In 1990, the documents were made available by Reuters and CGI for
research purposes to the Information Retrieval Laboratory (W. Bruce
Croft, Director) of the Computer and Information Science Department at
the University of Massachusetts at Amherst. Formatting of the
documents and production of associated data files was done in 1990 by
David D. Lewis and Stephen Harding at the Information Retrieval
Laboratory.
Further formatting and data file production was done in 1991 and 1992
by David D. Lewis and Peter Shoemaker at the Center for Information
and Language Studies, University of Chicago. This version of the data
was made available for anonymous FTP as "Reuters-22173, Distribution
1.0" in January 1993. From 1993 through 1996, Distribution 1.0 was
hosted at a succession of FTP sites maintained by the Center for
Intelligent Information Retrieval (W. Bruce Croft, Director) of the
Computer Science Department at the University of Massachusetts at
Amherst.
At the ACM SIGIR '96 conference in August, 1996 a group of text
categorization researchers discussed how published results on
Reuters-22173 could be made more comparable across studies. It was
decided that a new version of collection should be produced with less
ambiguous formatting, and including documentation carefully spelling
out standard methods of using the collection. The opportunity would
also be used to correct a variety of typographical and other errors in
the categorization and formatting of the collection.
Steve Finch and David D. Lewis did this cleanup of the collection
September through November of 1996, relying heavily on Finch's
SGML-tagged version of the collection from an earlier study. One
result of the re-examination of the collection was the removal of 595
documents which were exact duplicates (based on identity of timestamps
down to the second) of other documents in the collection. The new
collection therefore has only 21,578 documents, and thus is called the
Reuters-21578 collection. This README describes version 1.0 of this
new collection, which we refer to as "Reuters-21578, Distribution
1.0".
In preparing the collection and documentation we have benefited from
discussions with Eric Brown, William Cohen, Fred Damerau, Yoram
Singer, Amit Singhal, and Yiming Yang, among many others.
We thank all the people and organizations listed above for their
efforts and support, without which this collection would not exist.
A variety of other changes were also made in going from Reuters-22173
to Reuters-21578:
1. Documents were marked up with SGML tags, and a corresponding
SGML DTD was produced, so that the boundaries of important sections of
documents (e.g. category fields) are unambiguous.
2. The set of categories that are legal for each of the five
controlled vocabulary fields was specified.

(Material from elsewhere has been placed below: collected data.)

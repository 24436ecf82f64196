//! Companion dashboard assembled around a scored compliance result.

mod insights;
pub mod views;

pub use views::{
    ComplianceDashboard, IndustryExpectation, MetricBreakdownEntry, QuickStat, Trend,
    INDUSTRY_EXPECTATIONS,
};
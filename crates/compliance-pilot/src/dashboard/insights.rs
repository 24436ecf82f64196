use crate::scoring::ComplianceStatus;

pub(crate) fn key_insight(status: ComplianceStatus) -> &'static str {
    if status.is_healthy() {
        "High compliance does not always mean low risk. Continue monitoring high-risk roles."
    } else {
        "Focusing on overdue items and expiring certifications will have the biggest impact."
    }
}
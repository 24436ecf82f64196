pub mod assistant;
pub mod config;
pub mod dashboard;
pub mod error;
pub mod roles;
pub mod scoring;
pub mod telemetry;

All category names not
legal for a field were corrected to a legal category, moved to their
appropriate field, or removed, as appropriate.

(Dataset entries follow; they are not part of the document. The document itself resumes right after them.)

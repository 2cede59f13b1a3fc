//! Device profile: what the operator says the unit supports.

use std::collections::HashSet;
use std::hash::Hash;

use crate::catalog::{Catalog, FanMode, OperationMode, PresetMode, SwingMode};
use crate::error::ProfileError;
use crate::temperature::{ladder_len, Precision, Temperature, MAX_LADDER_LEN};

/// Controller written to `supportedController` unless overridden.
pub const DEFAULT_CONTROLLER: &str = "Broadlink";

/// Encoding written to `commandsEncoding` unless overridden.
pub const DEFAULT_ENCODING: &str = "Base64";

/// Who the document is for and how its commands are sent.
#[derive(Debug, Clone, PartialEq, Eq)]
pub struct DeviceInfo {
    pub manufacturer: String,
    pub supported_models: Vec<String>,
    pub controller: String,
    pub encoding: String,
}

impl DeviceInfo {
    /// Device info using the default controller and encoding.
    pub fn new(manufacturer: impl Into<String>, supported_models: Vec<String>) -> Self {
        Self {
            manufacturer: manufacturer.into(),
            supported_models,
            controller: DEFAULT_CONTROLLER.to_string(),
            encoding: DEFAULT_ENCODING.to_string(),
        }
    }
}

/// Mode selections in the order the operator picked them.
#[derive(Debug, Clone, Default, PartialEq, Eq)]
pub struct ModeSelection {
    pub operation_modes: Vec<OperationMode>,
    pub preset_modes: Vec<PresetMode>,
    pub fan_modes: Vec<FanMode>,
    pub swing_modes: Vec<SwingMode>,
}

/// A validated, immutable device profile.
#[derive(Debug, Clone, PartialEq)]
pub struct DeviceProfile {
    info: DeviceInfo,
    modes: ModeSelection,
    min_temperature: Temperature,
    max_temperature: Temperature,
    precision: Precision,
}

impl DeviceProfile {
    /// Validate and assemble a profile.
    ///
    /// Empty mode lists and `max < min` are accepted; they simply produce a
    /// document with no climate leaves. Bounds must have at most one decimal
    /// and span at most [`MAX_LADDER_LEN`] setpoints.
    pub fn new(
        info: DeviceInfo,
        modes: ModeSelection,
        min_temperature: Temperature,
        max_temperature: Temperature,
        precision: Precision,
    ) -> Result<Self, ProfileError> {
        if modes.operation_modes.contains(&OperationMode::Off) {
            return Err(ProfileError::OffNotSelectable);
        }
        ensure_unique(&modes.operation_modes)?;
        ensure_unique(&modes.preset_modes)?;
        ensure_unique(&modes.fan_modes)?;
        ensure_unique(&modes.swing_modes)?;

        if !min_temperature.is_finite() {
            return Err(ProfileError::NonFiniteTemperature { bound: "minimum" });
        }
        if !max_temperature.is_finite() {
            return Err(ProfileError::NonFiniteTemperature { bound: "maximum" });
        }
        for (bound, temperature) in [("minimum", min_temperature), ("maximum", max_temperature)] {
            if !temperature.is_tenths() {
                return Err(ProfileError::TemperatureTooPrecise {
                    bound,
                    value: temperature.value(),
                });
            }
        }
        if ladder_len(min_temperature, max_temperature, precision).is_none() {
            return Err(ProfileError::TemperatureRangeTooLarge {
                min: min_temperature,
                max: max_temperature,
                limit: MAX_LADDER_LEN,
            });
        }

        Ok(Self {
            info,
            modes,
            min_temperature,
            max_temperature,
            precision,
        })
    }

    pub fn info(&self) -> &DeviceInfo {
        &self.info
    }

    pub fn modes(&self) -> &ModeSelection {
        &self.modes
    }

    pub fn min_temperature(&self) -> Temperature {
        self.min_temperature
    }

    pub fn max_temperature(&self) -> Temperature {
        self.max_temperature
    }

    pub fn precision(&self) -> Precision {
        self.precision
    }
}

fn ensure_unique<T: Catalog + Hash>(modes: &[T]) -> Result<(), ProfileError> {
    let mut seen = HashSet::with_capacity(modes.len());
    for mode in modes {
        if !seen.insert(*mode) {
            return Err(ProfileError::DuplicateMode {
                kind: T::NAME,
                mode: mode.to_string(),
            });
        }
    }
    Ok(())
}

3. Documents were given new ID numbers, in chronological order, and
are collected 1000 to a file in order by ID (and therefore in order
chronologically).
V. What is a Text Categorization Test Collection and Who Cares?
*Text categorization* is the task of deciding whether a piece of
text belongs to any of a set of prespecified categories. It is a
generic text processing task useful in indexing documents for later
retrieval, as a stage in natural language processing systems, for
content analysis, and in many other roles [LEWIS94d].
The use of standard, widely distributed test collections has been a
considerable aid in the development of algorithms for the related task
of *text retrieval* (finding documents that satisfy a particular
user's information need, usually expressed in an textual request).
Text retrieval test collections have allowed the comparison of
algorithms developed by a variety of researchers around the world.
(For more on text retrieval test collections see SPARCKJONES76.)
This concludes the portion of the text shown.